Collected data

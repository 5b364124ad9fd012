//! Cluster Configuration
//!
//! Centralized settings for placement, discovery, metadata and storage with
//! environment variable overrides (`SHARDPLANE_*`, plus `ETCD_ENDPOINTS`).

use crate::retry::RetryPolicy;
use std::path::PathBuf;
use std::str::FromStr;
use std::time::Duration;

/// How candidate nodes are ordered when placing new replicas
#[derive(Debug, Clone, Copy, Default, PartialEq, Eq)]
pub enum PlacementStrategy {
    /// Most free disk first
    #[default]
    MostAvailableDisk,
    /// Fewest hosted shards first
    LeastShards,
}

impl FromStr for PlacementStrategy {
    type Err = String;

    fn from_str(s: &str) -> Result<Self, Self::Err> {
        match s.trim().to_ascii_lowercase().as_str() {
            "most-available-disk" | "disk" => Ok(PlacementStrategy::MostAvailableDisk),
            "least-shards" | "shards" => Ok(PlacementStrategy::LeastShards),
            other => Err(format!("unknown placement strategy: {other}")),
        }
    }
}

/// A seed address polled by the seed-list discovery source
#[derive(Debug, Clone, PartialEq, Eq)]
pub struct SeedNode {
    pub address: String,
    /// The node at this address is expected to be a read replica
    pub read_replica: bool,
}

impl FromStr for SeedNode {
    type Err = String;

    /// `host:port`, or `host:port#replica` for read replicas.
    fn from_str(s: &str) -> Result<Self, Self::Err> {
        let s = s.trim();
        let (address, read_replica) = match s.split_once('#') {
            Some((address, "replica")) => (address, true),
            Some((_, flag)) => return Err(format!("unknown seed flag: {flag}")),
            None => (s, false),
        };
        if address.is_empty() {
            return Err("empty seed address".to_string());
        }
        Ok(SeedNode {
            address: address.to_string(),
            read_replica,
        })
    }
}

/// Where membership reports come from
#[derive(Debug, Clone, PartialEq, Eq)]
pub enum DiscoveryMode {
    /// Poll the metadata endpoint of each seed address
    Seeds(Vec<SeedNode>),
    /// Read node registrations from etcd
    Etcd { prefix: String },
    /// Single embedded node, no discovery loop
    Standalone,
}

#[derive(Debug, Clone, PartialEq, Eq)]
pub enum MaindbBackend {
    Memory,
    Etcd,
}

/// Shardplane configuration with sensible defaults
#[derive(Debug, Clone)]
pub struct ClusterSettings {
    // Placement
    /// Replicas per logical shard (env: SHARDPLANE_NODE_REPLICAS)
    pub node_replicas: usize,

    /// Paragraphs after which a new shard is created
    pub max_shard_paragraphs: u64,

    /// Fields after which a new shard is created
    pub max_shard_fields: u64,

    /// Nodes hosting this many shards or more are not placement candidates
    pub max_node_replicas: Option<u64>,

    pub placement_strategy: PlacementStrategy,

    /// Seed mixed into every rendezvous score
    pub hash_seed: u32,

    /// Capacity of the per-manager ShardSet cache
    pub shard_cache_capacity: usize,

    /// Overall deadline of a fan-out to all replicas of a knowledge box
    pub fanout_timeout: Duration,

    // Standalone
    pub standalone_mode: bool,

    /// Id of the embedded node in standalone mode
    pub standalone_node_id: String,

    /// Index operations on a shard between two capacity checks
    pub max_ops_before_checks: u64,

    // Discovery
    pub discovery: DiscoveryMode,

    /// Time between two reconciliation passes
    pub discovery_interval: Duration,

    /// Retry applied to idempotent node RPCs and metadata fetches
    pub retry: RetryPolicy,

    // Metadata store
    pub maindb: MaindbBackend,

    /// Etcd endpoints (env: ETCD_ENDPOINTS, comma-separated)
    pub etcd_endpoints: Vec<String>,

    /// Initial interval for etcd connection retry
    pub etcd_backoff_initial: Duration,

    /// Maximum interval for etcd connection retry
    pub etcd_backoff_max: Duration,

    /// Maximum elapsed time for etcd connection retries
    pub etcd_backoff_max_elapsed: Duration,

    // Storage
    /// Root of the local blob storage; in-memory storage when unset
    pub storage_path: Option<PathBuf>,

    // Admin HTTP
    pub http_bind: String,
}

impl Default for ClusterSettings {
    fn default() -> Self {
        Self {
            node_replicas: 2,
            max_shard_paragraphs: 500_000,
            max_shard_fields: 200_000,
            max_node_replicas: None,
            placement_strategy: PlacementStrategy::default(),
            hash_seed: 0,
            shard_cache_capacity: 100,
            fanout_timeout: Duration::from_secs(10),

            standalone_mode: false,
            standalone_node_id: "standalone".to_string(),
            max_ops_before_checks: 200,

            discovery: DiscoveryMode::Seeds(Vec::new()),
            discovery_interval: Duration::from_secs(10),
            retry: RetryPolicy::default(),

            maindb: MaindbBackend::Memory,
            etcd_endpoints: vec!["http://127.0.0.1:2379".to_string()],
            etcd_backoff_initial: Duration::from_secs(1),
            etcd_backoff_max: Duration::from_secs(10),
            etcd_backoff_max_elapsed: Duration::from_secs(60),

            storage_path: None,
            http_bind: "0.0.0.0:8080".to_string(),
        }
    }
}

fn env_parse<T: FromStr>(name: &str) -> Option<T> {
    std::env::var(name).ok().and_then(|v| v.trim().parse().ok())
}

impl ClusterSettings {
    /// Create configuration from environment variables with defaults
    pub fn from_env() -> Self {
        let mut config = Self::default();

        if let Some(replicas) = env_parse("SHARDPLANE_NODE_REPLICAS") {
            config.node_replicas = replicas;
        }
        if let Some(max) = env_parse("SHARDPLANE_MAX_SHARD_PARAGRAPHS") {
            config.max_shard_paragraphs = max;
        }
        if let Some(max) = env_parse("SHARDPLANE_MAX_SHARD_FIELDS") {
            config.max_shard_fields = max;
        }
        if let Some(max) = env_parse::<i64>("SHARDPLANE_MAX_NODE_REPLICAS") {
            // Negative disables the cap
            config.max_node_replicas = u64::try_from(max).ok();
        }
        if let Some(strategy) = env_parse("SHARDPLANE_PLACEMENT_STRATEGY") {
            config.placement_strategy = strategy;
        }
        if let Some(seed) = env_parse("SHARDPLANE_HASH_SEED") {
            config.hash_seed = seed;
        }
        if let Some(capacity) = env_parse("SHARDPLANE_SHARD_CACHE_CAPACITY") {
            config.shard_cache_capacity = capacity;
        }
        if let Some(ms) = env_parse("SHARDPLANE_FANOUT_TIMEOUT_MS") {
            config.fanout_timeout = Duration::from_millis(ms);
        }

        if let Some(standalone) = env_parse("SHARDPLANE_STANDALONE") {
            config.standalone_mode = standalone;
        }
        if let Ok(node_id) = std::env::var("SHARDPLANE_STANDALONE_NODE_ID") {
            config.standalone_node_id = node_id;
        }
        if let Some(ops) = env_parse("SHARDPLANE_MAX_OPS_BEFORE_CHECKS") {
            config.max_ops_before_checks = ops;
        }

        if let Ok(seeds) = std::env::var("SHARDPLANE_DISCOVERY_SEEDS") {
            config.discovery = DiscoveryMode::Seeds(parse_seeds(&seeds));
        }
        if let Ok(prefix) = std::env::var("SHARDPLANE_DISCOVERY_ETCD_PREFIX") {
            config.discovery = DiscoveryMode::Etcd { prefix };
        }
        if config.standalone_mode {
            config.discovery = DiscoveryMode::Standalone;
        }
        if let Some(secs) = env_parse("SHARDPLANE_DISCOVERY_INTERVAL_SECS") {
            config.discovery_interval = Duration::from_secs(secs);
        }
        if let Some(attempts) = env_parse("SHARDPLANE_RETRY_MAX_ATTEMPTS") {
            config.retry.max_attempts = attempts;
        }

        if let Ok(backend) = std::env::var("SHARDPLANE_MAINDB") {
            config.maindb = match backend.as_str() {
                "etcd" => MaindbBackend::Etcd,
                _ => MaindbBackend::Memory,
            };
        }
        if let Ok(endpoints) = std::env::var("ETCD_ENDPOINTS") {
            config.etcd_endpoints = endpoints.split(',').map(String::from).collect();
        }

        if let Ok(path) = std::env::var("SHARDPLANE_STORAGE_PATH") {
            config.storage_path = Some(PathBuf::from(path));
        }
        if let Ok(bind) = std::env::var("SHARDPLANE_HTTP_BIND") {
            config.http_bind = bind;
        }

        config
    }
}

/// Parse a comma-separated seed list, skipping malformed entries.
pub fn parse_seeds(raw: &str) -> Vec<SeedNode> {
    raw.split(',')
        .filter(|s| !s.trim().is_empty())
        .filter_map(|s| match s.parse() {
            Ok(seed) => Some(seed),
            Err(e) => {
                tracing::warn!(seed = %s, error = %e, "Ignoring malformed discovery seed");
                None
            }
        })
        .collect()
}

---

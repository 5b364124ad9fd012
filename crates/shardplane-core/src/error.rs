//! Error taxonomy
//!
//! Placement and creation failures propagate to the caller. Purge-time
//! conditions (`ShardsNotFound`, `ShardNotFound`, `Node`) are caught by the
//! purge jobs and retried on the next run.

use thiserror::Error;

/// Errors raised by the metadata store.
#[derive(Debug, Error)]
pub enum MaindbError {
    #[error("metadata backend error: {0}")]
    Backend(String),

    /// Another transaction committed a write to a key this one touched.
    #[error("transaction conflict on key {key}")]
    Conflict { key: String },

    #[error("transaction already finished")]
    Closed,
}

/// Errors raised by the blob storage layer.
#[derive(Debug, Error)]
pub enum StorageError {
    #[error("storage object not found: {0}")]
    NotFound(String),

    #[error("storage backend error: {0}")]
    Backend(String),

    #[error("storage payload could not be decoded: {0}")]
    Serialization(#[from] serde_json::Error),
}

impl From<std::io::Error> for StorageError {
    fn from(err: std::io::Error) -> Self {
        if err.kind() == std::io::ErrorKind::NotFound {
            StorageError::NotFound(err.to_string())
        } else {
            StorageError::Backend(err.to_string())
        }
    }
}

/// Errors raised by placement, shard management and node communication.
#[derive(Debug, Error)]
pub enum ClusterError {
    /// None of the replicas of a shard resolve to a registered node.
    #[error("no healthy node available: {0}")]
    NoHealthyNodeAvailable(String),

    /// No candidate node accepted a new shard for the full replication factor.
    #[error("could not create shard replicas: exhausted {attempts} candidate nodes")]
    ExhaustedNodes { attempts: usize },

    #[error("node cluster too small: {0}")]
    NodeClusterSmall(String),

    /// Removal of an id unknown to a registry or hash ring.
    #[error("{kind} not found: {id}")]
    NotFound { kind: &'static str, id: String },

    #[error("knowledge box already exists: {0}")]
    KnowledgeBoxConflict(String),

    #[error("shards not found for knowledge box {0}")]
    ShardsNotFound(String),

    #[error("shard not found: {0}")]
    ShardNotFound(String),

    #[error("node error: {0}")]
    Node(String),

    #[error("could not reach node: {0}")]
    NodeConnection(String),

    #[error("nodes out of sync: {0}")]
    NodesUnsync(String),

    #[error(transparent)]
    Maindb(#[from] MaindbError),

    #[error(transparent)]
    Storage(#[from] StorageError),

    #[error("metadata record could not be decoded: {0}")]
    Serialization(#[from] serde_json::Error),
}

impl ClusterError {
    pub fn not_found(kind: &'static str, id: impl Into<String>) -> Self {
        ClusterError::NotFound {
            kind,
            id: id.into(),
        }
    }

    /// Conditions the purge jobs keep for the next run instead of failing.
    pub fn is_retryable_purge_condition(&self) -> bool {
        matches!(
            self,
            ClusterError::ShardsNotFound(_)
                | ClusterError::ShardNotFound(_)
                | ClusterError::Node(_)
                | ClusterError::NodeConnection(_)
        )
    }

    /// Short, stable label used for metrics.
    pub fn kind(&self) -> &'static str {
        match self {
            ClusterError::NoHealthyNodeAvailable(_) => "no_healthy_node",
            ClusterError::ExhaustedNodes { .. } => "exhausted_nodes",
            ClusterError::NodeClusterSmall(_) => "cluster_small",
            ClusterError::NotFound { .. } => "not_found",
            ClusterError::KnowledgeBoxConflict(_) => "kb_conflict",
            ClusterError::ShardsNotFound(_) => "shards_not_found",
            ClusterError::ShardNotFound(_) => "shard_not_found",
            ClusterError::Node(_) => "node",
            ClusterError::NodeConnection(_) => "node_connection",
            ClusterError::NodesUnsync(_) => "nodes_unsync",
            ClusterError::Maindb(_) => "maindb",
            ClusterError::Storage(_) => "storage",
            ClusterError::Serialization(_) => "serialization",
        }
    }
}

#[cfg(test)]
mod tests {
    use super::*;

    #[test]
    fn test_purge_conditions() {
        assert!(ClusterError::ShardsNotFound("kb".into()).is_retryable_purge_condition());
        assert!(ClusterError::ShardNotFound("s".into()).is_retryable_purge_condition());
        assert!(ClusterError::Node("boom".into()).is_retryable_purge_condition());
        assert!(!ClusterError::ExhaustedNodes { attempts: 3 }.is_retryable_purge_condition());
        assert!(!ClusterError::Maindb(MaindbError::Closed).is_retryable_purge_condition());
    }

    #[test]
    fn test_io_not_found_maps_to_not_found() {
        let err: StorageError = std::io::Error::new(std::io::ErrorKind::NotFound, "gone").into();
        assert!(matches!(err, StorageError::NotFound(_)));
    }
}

---

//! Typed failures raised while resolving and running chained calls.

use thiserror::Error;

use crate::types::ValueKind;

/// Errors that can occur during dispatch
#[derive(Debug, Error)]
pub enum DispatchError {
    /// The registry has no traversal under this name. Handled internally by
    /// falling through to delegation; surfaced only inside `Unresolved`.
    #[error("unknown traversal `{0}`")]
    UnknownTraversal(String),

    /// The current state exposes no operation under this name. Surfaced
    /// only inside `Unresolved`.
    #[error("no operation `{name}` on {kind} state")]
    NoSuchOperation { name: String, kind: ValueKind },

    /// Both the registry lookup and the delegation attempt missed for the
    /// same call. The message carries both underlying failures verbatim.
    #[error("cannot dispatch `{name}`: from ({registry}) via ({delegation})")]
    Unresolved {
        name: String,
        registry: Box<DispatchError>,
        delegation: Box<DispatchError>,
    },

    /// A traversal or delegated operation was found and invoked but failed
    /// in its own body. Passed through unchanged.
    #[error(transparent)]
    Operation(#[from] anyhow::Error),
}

#### [Task item]
Scan the records above for the word "decoded". Copy each line that has it.

#### [Response to this task]
    #[error("storage payload could not be decoded: {0}")]
    #[error("metadata record could not be decoded: {0}")]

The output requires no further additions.